Task brief:
Transcribe exactly the lines that fall between the one holding "with no forward-context" and the one holding "use tokio_util::sync::CancellationToken;", inclusive, from the entries below.
Top of Exercise data
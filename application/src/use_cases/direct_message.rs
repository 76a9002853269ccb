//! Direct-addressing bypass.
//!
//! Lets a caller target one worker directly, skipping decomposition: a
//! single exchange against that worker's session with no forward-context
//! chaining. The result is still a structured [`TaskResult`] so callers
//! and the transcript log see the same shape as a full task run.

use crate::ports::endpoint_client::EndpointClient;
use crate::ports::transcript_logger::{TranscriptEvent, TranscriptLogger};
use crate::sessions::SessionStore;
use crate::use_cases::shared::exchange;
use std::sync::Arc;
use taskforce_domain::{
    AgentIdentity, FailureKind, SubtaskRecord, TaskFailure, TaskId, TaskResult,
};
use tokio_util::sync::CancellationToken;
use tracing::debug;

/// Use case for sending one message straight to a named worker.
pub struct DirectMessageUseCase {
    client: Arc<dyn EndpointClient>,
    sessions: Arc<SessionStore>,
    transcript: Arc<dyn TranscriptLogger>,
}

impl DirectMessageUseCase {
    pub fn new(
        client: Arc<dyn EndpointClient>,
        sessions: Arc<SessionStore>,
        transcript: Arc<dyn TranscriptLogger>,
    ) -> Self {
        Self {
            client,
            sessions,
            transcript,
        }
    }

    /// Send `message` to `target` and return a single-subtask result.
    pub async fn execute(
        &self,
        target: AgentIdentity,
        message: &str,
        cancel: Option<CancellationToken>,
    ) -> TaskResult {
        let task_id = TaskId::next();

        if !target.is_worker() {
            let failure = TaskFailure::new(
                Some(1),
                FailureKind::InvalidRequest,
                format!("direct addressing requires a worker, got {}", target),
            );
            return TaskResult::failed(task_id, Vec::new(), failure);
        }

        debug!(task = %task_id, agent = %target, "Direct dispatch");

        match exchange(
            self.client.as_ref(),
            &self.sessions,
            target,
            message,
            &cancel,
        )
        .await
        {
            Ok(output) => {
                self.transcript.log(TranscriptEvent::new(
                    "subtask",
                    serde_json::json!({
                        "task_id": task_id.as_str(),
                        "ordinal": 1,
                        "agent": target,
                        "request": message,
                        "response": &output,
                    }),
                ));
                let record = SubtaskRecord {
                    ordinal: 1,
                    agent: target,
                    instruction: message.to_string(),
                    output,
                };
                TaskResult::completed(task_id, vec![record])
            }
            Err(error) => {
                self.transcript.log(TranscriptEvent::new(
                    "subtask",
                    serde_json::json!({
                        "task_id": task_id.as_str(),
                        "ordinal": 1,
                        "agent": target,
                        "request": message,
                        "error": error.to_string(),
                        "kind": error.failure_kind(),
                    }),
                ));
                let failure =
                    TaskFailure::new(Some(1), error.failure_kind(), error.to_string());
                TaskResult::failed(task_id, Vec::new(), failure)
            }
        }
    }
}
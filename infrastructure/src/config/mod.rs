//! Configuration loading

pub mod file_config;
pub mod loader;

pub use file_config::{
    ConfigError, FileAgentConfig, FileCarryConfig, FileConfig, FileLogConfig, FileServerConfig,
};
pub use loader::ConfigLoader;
Bottom of Exercise data
Response:
//! single exchange against that worker's session with no forward-context
//! chaining. The result is still a structured [`TaskResult`] so callers
//! and the transcript log see the same shape as a full task run.

use crate::ports::endpoint_client::EndpointClient;
use crate::ports::transcript_logger::{TranscriptEvent, TranscriptLogger};
use crate::sessions::SessionStore;
use crate::use_cases::shared::exchange;
use std::sync::Arc;
use taskforce_domain::{
    AgentIdentity, FailureKind, SubtaskRecord, TaskFailure, TaskId, TaskResult,
};
use tokio_util::sync::CancellationToken;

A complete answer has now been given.